[Entries taken from a collection]
▼▼▼
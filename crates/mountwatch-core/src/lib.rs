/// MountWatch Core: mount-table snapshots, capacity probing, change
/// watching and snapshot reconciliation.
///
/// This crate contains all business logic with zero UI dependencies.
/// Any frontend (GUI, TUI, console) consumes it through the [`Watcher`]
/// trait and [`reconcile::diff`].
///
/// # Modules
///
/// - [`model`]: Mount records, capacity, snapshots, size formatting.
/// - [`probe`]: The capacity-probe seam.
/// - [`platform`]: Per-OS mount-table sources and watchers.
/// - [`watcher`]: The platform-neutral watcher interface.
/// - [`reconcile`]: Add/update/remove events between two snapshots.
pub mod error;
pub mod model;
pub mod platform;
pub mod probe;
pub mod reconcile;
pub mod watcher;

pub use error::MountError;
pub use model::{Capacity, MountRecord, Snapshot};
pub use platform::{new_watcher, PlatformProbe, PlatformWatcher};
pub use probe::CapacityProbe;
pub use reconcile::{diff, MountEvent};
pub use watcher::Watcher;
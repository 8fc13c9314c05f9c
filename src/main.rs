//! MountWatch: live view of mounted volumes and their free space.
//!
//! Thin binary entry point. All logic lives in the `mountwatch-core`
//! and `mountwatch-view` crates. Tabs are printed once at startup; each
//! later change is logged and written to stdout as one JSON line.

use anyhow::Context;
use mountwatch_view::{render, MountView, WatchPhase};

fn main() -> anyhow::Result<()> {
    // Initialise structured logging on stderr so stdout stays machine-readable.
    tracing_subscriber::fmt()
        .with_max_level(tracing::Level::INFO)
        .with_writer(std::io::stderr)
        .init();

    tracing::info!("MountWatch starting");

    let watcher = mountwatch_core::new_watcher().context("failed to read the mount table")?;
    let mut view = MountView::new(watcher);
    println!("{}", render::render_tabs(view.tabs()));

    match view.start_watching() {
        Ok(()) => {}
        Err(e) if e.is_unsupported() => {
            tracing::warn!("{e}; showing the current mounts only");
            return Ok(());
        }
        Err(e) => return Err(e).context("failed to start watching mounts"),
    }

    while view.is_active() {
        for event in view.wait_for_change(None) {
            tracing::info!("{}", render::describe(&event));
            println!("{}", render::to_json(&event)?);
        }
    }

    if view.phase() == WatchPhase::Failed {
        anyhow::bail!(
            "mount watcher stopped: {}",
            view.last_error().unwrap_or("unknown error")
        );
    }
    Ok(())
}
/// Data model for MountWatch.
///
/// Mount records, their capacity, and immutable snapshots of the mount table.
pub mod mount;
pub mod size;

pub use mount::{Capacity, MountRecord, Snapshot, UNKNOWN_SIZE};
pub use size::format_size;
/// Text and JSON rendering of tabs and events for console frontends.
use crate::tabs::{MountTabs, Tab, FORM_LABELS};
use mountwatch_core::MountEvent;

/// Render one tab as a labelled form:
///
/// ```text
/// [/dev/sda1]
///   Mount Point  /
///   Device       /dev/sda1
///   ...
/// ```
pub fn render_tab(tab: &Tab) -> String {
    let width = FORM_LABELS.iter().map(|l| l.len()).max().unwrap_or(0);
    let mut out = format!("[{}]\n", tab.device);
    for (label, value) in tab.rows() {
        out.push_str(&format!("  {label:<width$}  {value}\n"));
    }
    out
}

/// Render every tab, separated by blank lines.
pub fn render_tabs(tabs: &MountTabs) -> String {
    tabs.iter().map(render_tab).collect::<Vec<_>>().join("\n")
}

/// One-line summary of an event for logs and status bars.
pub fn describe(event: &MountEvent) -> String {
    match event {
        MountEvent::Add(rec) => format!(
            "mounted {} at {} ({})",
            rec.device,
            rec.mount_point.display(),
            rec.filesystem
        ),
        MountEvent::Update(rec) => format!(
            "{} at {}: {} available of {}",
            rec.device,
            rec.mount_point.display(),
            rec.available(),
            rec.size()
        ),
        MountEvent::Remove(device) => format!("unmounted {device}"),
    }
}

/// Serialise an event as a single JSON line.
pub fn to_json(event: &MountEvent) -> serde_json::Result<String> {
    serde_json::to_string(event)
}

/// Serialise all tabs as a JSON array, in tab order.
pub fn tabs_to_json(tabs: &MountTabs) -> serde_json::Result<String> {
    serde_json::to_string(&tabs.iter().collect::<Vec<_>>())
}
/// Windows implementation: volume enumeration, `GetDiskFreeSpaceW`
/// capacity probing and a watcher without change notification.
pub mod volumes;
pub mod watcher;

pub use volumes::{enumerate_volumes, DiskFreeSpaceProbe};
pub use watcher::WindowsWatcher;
▲▲▲
▼▼▼
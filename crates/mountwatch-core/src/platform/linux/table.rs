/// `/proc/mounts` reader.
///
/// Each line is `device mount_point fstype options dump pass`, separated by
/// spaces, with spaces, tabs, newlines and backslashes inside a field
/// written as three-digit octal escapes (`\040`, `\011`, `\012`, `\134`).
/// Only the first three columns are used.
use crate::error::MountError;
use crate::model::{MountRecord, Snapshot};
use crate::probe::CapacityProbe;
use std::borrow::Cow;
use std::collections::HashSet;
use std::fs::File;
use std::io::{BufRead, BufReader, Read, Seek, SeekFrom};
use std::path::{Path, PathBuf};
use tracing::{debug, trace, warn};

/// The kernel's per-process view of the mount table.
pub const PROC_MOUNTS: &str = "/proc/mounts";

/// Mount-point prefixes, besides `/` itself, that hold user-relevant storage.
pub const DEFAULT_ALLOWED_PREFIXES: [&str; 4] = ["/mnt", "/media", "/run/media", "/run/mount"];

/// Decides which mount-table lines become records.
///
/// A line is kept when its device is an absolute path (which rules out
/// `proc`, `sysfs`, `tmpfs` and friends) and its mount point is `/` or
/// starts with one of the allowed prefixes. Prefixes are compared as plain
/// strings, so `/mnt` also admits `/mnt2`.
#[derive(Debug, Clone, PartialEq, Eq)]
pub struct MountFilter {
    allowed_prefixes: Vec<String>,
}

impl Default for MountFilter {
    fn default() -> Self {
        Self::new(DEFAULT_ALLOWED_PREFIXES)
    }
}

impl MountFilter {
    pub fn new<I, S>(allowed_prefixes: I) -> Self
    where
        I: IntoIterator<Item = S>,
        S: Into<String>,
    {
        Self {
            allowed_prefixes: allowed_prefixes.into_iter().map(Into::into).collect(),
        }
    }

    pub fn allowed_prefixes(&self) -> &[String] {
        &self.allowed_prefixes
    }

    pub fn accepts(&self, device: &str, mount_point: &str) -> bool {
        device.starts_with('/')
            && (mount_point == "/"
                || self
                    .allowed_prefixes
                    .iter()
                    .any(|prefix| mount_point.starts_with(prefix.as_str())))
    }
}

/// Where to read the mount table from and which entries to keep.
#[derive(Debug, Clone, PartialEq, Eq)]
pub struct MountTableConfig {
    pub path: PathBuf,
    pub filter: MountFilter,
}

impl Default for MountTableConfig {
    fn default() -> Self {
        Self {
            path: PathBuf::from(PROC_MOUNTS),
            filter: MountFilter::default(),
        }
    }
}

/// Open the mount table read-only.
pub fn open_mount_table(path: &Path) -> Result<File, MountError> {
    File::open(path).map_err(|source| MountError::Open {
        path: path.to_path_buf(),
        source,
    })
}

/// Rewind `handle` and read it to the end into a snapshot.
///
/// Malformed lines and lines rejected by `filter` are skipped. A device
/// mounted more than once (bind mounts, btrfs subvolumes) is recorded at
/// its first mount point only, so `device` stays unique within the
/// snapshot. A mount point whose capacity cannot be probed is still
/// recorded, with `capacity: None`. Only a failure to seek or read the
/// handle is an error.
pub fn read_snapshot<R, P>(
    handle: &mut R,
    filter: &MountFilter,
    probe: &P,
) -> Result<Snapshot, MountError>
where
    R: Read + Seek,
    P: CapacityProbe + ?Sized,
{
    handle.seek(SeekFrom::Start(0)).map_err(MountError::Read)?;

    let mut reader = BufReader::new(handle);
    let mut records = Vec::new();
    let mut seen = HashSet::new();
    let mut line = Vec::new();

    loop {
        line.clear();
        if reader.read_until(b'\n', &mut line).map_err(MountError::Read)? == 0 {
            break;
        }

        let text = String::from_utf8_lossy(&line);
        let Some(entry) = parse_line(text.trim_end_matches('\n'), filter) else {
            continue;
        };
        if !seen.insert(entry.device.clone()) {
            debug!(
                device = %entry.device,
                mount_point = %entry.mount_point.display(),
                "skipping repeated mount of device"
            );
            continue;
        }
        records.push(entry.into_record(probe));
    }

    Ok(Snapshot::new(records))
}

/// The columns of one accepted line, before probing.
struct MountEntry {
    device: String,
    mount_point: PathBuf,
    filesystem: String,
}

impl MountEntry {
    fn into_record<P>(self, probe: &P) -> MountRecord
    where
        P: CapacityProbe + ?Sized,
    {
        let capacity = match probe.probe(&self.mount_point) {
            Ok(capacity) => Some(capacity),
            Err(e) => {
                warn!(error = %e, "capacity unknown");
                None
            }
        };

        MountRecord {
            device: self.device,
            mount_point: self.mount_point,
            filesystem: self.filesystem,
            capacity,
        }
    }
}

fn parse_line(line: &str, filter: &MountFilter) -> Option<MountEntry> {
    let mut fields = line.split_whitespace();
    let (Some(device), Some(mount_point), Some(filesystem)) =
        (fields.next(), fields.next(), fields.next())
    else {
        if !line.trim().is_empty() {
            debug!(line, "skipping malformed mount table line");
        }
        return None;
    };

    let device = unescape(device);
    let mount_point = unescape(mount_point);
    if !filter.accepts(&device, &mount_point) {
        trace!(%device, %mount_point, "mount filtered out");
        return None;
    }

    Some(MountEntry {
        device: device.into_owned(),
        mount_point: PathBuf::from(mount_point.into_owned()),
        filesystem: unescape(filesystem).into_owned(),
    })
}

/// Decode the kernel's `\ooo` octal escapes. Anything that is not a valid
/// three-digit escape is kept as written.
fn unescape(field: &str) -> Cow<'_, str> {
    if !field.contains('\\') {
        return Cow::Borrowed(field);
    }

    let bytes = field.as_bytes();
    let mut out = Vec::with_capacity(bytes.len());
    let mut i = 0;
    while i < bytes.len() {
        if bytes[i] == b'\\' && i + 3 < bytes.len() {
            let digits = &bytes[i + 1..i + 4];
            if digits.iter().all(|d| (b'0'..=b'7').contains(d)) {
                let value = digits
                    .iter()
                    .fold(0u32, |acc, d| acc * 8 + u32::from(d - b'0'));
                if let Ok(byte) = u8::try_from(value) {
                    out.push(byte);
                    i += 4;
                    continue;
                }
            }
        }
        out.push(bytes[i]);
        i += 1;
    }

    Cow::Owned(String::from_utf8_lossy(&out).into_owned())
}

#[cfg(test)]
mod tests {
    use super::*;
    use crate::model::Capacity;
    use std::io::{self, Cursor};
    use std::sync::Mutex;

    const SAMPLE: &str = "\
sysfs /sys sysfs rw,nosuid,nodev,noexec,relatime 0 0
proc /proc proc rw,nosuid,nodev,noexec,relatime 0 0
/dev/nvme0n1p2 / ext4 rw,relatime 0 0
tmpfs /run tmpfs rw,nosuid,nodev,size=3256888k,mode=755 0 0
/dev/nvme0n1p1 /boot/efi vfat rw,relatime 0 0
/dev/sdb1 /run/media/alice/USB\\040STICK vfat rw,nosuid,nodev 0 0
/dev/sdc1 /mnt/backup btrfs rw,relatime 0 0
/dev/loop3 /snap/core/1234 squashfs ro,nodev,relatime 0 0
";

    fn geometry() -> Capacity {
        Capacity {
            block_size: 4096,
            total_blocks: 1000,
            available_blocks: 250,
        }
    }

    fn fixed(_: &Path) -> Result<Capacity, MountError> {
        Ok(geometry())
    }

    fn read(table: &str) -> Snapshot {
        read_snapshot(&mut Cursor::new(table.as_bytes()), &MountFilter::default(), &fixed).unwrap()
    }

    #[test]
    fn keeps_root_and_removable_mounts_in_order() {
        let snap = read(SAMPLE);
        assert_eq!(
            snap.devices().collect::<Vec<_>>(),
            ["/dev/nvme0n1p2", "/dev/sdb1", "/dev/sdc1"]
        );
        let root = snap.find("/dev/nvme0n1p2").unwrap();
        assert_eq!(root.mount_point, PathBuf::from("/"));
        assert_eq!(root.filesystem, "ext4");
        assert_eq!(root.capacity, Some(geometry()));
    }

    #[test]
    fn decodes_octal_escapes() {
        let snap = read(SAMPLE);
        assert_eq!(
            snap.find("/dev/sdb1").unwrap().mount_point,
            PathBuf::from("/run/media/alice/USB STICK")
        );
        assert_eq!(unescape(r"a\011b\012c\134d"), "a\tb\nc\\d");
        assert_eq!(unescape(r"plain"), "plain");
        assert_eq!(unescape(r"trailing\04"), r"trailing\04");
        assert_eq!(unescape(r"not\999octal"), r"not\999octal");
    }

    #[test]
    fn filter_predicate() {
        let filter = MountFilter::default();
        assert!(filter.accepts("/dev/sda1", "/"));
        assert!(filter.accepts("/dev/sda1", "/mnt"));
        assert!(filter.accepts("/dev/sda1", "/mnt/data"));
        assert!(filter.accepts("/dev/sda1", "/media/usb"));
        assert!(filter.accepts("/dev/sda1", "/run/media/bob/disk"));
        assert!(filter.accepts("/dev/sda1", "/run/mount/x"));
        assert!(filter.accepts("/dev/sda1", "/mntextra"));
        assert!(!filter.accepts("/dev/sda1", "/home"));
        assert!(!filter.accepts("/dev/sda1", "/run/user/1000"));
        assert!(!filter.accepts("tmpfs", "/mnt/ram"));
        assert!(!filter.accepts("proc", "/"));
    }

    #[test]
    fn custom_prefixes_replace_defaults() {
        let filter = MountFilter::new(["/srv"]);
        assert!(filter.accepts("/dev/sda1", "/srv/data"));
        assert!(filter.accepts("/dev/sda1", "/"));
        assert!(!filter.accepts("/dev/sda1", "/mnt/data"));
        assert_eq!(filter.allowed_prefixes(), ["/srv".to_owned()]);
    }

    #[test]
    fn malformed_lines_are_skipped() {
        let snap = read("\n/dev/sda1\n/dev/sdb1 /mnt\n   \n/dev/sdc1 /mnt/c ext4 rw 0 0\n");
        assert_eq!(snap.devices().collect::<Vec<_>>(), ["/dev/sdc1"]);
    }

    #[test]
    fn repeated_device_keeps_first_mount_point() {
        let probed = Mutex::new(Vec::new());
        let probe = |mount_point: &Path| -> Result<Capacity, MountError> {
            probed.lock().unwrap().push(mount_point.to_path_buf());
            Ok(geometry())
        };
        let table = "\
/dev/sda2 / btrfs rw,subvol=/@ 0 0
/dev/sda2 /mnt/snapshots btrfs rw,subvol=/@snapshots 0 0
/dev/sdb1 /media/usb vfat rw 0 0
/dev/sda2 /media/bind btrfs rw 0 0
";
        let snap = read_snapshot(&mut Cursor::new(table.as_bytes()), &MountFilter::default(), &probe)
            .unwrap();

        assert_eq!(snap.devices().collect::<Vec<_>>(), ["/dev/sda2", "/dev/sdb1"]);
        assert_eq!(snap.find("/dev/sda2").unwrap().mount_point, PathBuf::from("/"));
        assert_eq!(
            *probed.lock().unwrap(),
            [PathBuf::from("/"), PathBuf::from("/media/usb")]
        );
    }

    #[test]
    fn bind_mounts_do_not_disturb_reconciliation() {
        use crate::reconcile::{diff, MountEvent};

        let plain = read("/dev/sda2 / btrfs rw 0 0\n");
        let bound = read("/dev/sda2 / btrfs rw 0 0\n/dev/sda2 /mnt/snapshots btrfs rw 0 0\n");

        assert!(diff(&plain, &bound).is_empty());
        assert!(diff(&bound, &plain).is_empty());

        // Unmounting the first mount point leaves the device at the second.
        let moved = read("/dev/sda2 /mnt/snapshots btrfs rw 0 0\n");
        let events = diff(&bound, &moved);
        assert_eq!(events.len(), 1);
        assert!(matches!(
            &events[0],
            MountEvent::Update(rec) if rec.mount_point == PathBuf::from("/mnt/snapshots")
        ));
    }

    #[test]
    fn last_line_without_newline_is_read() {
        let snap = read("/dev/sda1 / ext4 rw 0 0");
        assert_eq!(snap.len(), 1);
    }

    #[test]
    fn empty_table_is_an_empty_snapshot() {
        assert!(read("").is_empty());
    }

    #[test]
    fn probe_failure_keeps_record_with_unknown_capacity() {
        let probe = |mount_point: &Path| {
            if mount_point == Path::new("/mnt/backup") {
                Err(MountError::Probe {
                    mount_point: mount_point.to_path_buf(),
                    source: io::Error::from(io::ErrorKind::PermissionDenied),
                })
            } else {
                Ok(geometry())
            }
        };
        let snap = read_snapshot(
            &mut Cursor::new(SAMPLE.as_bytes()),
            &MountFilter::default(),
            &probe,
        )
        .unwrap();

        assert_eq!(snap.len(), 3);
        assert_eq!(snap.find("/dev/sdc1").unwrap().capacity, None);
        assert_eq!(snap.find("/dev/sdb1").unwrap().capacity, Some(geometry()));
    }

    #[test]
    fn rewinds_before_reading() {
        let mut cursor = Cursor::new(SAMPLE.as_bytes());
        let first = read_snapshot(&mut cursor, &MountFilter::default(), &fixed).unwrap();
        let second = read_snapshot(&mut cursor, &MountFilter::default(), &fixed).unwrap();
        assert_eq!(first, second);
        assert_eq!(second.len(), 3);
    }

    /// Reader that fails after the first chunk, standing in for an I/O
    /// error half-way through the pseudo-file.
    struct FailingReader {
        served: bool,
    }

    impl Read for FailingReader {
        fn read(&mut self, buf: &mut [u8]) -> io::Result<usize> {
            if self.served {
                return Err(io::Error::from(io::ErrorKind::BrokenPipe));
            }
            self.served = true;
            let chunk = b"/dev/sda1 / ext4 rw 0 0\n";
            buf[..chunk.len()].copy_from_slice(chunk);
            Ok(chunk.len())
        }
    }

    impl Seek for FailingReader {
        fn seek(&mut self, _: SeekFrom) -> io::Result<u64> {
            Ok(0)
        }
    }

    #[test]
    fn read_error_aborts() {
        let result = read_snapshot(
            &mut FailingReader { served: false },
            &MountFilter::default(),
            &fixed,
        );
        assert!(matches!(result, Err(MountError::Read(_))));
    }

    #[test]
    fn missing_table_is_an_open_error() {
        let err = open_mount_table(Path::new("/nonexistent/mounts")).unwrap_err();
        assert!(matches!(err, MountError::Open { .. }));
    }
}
▲▲▲
**WHAT IS NEEDED**
Lines holding the word "reconcile" should be copied from the entries above.

**OUTPUT BELOW**
/// trait and [`reconcile::diff`].
/// - [`reconcile`]: Add/update/remove events between two snapshots.
pub mod reconcile;
pub use reconcile::{diff, MountEvent};
        use crate::reconcile::{diff, MountEvent};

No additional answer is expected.